In the aftermath of World War II, the UK quickly established a nationalised health service. Its visionary founder Aneurin Bevan summarised its underlying philosophy in terms of the balance between rich and poor – “the essence of a satisfactory health service is that the rich and the poor are treated alike, that poverty is not a disability, and wealth is not advantaged.”

The coronavirus does not care about the wealth of those it infects, and the same can be said of cyberattacks. Only by working together will society find ways of containing their spread and reducing their impact. It may take a cyber version of the NHS to realign priorities of industry to realise the collective good, and ensure – as Bevan put it – that illness should not be an offense for which people should be penalised and the cost should be burdened by the community.
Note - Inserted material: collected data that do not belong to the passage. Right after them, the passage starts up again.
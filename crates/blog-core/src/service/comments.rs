//! Comment operations.

use crate::{
  Error, Result,
  comment::{Comment, CommentBody, NewComment},
  service::{posts, store_err},
  store::BlogStore,
};

/// Attach a comment to an existing post.
pub async fn create<S: BlogStore>(store: &S, input: NewComment) -> Result<Comment> {
  posts::require(store, input.post_id).await?;
  let comment = store.insert_comment(input).await.map_err(store_err)?;
  tracing::debug!(comment_id = comment.id, post_id = comment.post_id, "created comment");
  Ok(comment)
}

pub async fn get<S: BlogStore>(store: &S, id: i64) -> Result<Comment> {
  store
    .get_comment(id)
    .await
    .map_err(store_err)?
    .ok_or(Error::CommentNotFound(id))
}

/// Replace the author name and content of a comment.
pub async fn update<S: BlogStore>(store: &S, id: i64, body: CommentBody) -> Result<Comment> {
  let comment = store
    .update_comment(id, body)
    .await
    .map_err(store_err)?
    .ok_or(Error::CommentNotFound(id))?;
  tracing::debug!(comment_id = id, "updated comment");
  Ok(comment)
}

pub async fn delete<S: BlogStore>(store: &S, id: i64) -> Result<()> {
  if !store.delete_comment(id).await.map_err(store_err)? {
    return Err(Error::CommentNotFound(id));
  }
  tracing::debug!(comment_id = id, "deleted comment");
  Ok(())
}
//! SQL schema for the blog SQLite store.
//!
//! Executed once at connection startup. Future migrations will be gated on
//! `PRAGMA user_version`.

/// Full schema DDL; idempotent thanks to `CREATE TABLE IF NOT EXISTS`.
pub const SCHEMA: &str = "
PRAGMA journal_mode = WAL;
PRAGMA foreign_keys = ON;

CREATE TABLE IF NOT EXISTS authors (
    id     INTEGER PRIMARY KEY AUTOINCREMENT,
    name   TEXT NOT NULL,
    email  TEXT NOT NULL UNIQUE,
    bio    TEXT
);

-- Deleting an author that still owns posts is rejected by the FK.
CREATE TABLE IF NOT EXISTS posts (
    id          INTEGER PRIMARY KEY AUTOINCREMENT,
    title       TEXT NOT NULL,
    content     TEXT NOT NULL,
    author_id   INTEGER NOT NULL REFERENCES authors(id),
    status      TEXT NOT NULL DEFAULT 'draft'
                CHECK (status IN ('draft', 'published')),
    created_at  TEXT NOT NULL,   -- RFC 3339 UTC; set once
    updated_at  TEXT NOT NULL    -- RFC 3339 UTC; refreshed on every mutation
);

CREATE TABLE IF NOT EXISTS comments (
    id           INTEGER PRIMARY KEY AUTOINCREMENT,
    post_id      INTEGER NOT NULL REFERENCES posts(id) ON DELETE CASCADE,
    author_name  TEXT NOT NULL,
    content      TEXT NOT NULL,
    created_at   TEXT NOT NULL
);

CREATE INDEX IF NOT EXISTS authors_name_idx   ON authors(name);
CREATE INDEX IF NOT EXISTS posts_author_idx   ON posts(author_id);
CREATE INDEX IF NOT EXISTS posts_status_idx   ON posts(status);
CREATE INDEX IF NOT EXISTS comments_post_idx  ON comments(post_id);

PRAGMA user_version = 1;
";
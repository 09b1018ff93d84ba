//! Error types for `blog-core`.

use thiserror::Error;

use crate::post::PostStatus;

#[derive(Debug, Error)]
pub enum Error {
  #[error("author not found: {0}")]
  AuthorNotFound(i64),

  #[error("post not found: {0}")]
  PostNotFound(i64),

  #[error("comment not found: {0}")]
  CommentNotFound(i64),

  #[error("email already registered: {0}")]
  EmailTaken(String),

  #[error("author {0} still has posts")]
  AuthorHasPosts(i64),

  #[error("invalid post status: {0:?}")]
  InvalidStatus(String),

  #[error("post {0} is already published")]
  AlreadyPublished(i64),

  #[error("post {id} cannot move from {from} to {to}")]
  IllegalTransition {
    id:   i64,
    from: PostStatus,
    to:   PostStatus,
  },

  #[error("invalid email address: {0:?}")]
  InvalidEmail(String),

  #[error("invalid pagination: {0}")]
  InvalidPagination(String),

  #[error("store error: {0}")]
  Store(#[source] Box<dyn std::error::Error + Send + Sync>),
}

/// Coarse classification of an [`Error`], independent of transport.
#[derive(Debug, Clone, Copy, PartialEq, Eq)]
pub enum ErrorKind {
  /// A referenced entity id does not exist.
  NotFound,
  /// A uniqueness or ownership constraint would be violated.
  Conflict,
  /// A filter value is outside its closed set.
  InvalidArgument,
  /// The requested status transition is not allowed.
  InvalidState,
  /// The input failed a syntactic check (email, pagination bounds).
  Validation,
  /// The storage backend failed.
  Internal,
}

impl Error {
  pub fn kind(&self) -> ErrorKind {
    match self {
      Self::AuthorNotFound(_) | Self::PostNotFound(_) | Self::CommentNotFound(_) => {
        ErrorKind::NotFound
      }
      Self::EmailTaken(_) | Self::AuthorHasPosts(_) => ErrorKind::Conflict,
      Self::InvalidStatus(_) => ErrorKind::InvalidArgument,
      Self::AlreadyPublished(_) | Self::IllegalTransition { .. } => ErrorKind::InvalidState,
      Self::InvalidEmail(_) | Self::InvalidPagination(_) => ErrorKind::Validation,
      Self::Store(_) => ErrorKind::Internal,
    }
  }
}

pub type Result<T, E = Error> = std::result::Result<T, E>;
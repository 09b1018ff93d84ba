//! Post operations, including the draft → published transition.

use std::collections::HashMap;

use serde::Deserialize;

use crate::{
  Error, Result,
  comment::{Comment, CommentBody},
  post::{NewPost, Post, PostDetail, PostPatch, PostQuery},
  service::{authors, comments, store_err},
  store::BlogStore,
  validate,
};

/// Raw list parameters as they arrive from a caller, before validation.
#[derive(Debug, Clone, Default, Deserialize)]
pub struct ListParams {
  pub skip:      Option<i64>,
  pub limit:     Option<i64>,
  /// Must be `draft` or `published` when present.
  pub status:    Option<String>,
  pub author_id: Option<i64>,
}

impl ListParams {
  /// Validate and resolve defaults. An empty `status` and an `author_id` of
  /// `0` both mean no filter.
  pub fn into_query(self) -> Result<PostQuery> {
    let status = self.status.as_deref().filter(|s| !s.is_empty());
    let status = validate::status_filter(status)?;
    let (offset, limit) = validate::pagination(self.skip, self.limit)?;
    Ok(PostQuery {
      status,
      author_id: self.author_id.filter(|&id| id != 0),
      offset,
      limit: Some(limit),
    })
  }
}

/// Create a draft post for an existing author. A new post has no comments.
pub async fn create<S: BlogStore>(store: &S, input: NewPost) -> Result<PostDetail> {
  authors::require(store, input.author_id).await?;
  let post = store.insert_post(input).await.map_err(store_err)?;
  tracing::debug!(post_id = post.id, author_id = post.author_id, "created post");
  Ok(PostDetail {
    post,
    comments: Vec::new(),
  })
}

pub async fn list<S: BlogStore>(store: &S, params: ListParams) -> Result<Vec<PostDetail>> {
  let query = params.into_query()?;
  let posts = store.list_posts(query).await.map_err(store_err)?;
  with_comments(store, posts).await
}

/// Fetch a post with its comments.
pub async fn get<S: BlogStore>(store: &S, id: i64) -> Result<PostDetail> {
  let post = require(store, id).await?;
  let comments = store.list_comments(id).await.map_err(store_err)?;
  Ok(PostDetail { post, comments })
}

/// Partially update a post. A status change must respect the state machine:
/// a published post cannot go back to draft.
pub async fn update<S: BlogStore>(store: &S, id: i64, patch: PostPatch) -> Result<PostDetail> {
  if let Some(next) = patch.status {
    let current = require(store, id).await?;
    if !current.status.can_become(next) {
      return Err(Error::IllegalTransition {
        id,
        from: current.status,
        to: next,
      });
    }
  }

  let post = store
    .update_post(id, patch)
    .await
    .map_err(store_err)?
    .ok_or(Error::PostNotFound(id))?;
  tracing::debug!(post_id = id, "updated post");
  let comments = store.list_comments(id).await.map_err(store_err)?;
  Ok(PostDetail { post, comments })
}

/// Delete a post and, with it, all of its comments.
pub async fn delete<S: BlogStore>(store: &S, id: i64) -> Result<()> {
  if !store.delete_post(id).await.map_err(store_err)? {
    return Err(Error::PostNotFound(id));
  }
  tracing::debug!(post_id = id, "deleted post");
  Ok(())
}

/// Move a draft to published. Publishing twice is an error.
pub async fn publish<S: BlogStore>(store: &S, id: i64) -> Result<Post> {
  let current = require(store, id).await?;
  if current.status.is_published() {
    return Err(Error::AlreadyPublished(id));
  }

  let post = store
    .update_post(id, PostPatch::publish())
    .await
    .map_err(store_err)?
    .ok_or(Error::PostNotFound(id))?;
  tracing::info!(post_id = id, "published post");
  Ok(post)
}

pub async fn list_comments<S: BlogStore>(store: &S, id: i64) -> Result<Vec<Comment>> {
  require(store, id).await?;
  store.list_comments(id).await.map_err(store_err)
}

pub async fn add_comment<S: BlogStore>(
  store: &S,
  id: i64,
  body: CommentBody,
) -> Result<Comment> {
  comments::create(store, body.on(id)).await
}

/// Attach each post's comments with a single lookup, keeping post order.
pub(crate) async fn with_comments<S: BlogStore>(
  store: &S,
  posts: Vec<Post>,
) -> Result<Vec<PostDetail>> {
  let ids: Vec<i64> = posts.iter().map(|p| p.id).collect();
  let mut by_post: HashMap<i64, Vec<Comment>> = HashMap::new();
  for comment in store.list_comments_for_posts(ids).await.map_err(store_err)? {
    by_post.entry(comment.post_id).or_default().push(comment);
  }

  Ok(
    posts
      .into_iter()
      .map(|post| {
        let comments = by_post.remove(&post.id).unwrap_or_default();
        PostDetail { post, comments }
      })
      .collect(),
  )
}

/// Load a post or fail with [`Error::PostNotFound`].
pub(crate) async fn require<S: BlogStore>(store: &S, id: i64) -> Result<Post> {
  store
    .get_post(id)
    .await
    .map_err(store_err)?
    .ok_or(Error::PostNotFound(id))
}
Governments around the world are already addressing these imbalances. The UK’s Department for Digital, Culture, Media and Sport allows organisations such as charities and training companies to take on grants of up to £100,000 in order to more quickly scale up skills in areas that need it most, but we now need to work on how these initiatives work on a global scale.

The integrity of cyberspace is a critical element of our collective resilience and desperately concerning during times of immediate crisis such as the current pandemic. Security is, therefore, a basic need and one that will need to be addressed by leaders to remediate the gap between the cyber haves and have-nots. Doing so will be of paramount importance to the future of the Fourth Industrial Revolution and the wellbeing of the social fabric in which we live.